[[ Raw data, beginning ]]
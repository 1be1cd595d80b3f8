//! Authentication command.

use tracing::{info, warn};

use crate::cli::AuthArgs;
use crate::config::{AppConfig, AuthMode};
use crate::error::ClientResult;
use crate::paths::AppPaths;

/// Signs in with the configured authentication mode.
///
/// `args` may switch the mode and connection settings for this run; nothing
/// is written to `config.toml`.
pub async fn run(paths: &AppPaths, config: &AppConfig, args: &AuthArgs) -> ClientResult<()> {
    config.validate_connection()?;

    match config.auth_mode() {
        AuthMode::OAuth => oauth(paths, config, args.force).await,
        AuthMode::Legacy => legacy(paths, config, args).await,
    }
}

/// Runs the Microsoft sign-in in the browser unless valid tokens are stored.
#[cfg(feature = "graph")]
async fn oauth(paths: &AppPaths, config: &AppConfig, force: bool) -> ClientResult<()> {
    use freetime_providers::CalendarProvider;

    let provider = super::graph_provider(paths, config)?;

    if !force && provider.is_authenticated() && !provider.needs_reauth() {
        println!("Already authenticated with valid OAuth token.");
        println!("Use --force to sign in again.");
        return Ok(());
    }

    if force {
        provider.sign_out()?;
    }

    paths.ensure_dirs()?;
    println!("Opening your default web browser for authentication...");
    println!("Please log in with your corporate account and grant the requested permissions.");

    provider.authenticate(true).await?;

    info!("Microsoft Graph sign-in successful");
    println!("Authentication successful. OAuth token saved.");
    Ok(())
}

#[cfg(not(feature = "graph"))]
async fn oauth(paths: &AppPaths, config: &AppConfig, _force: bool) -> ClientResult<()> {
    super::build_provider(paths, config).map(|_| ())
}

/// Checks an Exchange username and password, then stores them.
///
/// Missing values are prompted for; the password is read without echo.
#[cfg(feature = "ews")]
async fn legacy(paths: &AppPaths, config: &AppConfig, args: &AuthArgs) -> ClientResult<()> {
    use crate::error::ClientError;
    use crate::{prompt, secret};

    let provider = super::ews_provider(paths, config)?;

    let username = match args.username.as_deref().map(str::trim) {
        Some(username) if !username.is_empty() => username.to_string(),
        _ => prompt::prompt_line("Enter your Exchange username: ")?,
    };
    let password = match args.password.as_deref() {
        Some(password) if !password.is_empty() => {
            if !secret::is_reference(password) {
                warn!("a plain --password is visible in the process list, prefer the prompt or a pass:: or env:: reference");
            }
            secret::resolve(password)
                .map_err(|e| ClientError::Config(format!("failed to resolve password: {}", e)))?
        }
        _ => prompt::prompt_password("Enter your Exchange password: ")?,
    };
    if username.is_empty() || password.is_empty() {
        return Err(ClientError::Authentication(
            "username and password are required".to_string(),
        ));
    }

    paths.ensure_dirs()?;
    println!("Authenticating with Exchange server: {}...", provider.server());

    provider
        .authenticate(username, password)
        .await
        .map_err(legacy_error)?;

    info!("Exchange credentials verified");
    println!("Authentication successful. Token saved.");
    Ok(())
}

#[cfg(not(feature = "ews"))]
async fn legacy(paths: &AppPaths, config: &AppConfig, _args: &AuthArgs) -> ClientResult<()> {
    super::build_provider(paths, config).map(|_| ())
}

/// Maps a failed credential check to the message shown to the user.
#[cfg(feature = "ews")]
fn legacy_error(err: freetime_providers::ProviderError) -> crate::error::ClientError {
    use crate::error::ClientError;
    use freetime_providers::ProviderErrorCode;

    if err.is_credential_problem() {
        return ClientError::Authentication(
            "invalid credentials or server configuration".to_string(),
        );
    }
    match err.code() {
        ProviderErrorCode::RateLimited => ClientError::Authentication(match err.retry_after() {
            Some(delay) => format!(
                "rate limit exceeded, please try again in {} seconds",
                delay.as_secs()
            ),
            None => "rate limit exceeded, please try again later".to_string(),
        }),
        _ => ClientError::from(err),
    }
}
[[ Raw data, end ]]
From the entries above, copy each line holding "return".

● Exercise answer
        return Ok(());
        return Err(ClientError::Authentication(
        return ClientError::Authentication(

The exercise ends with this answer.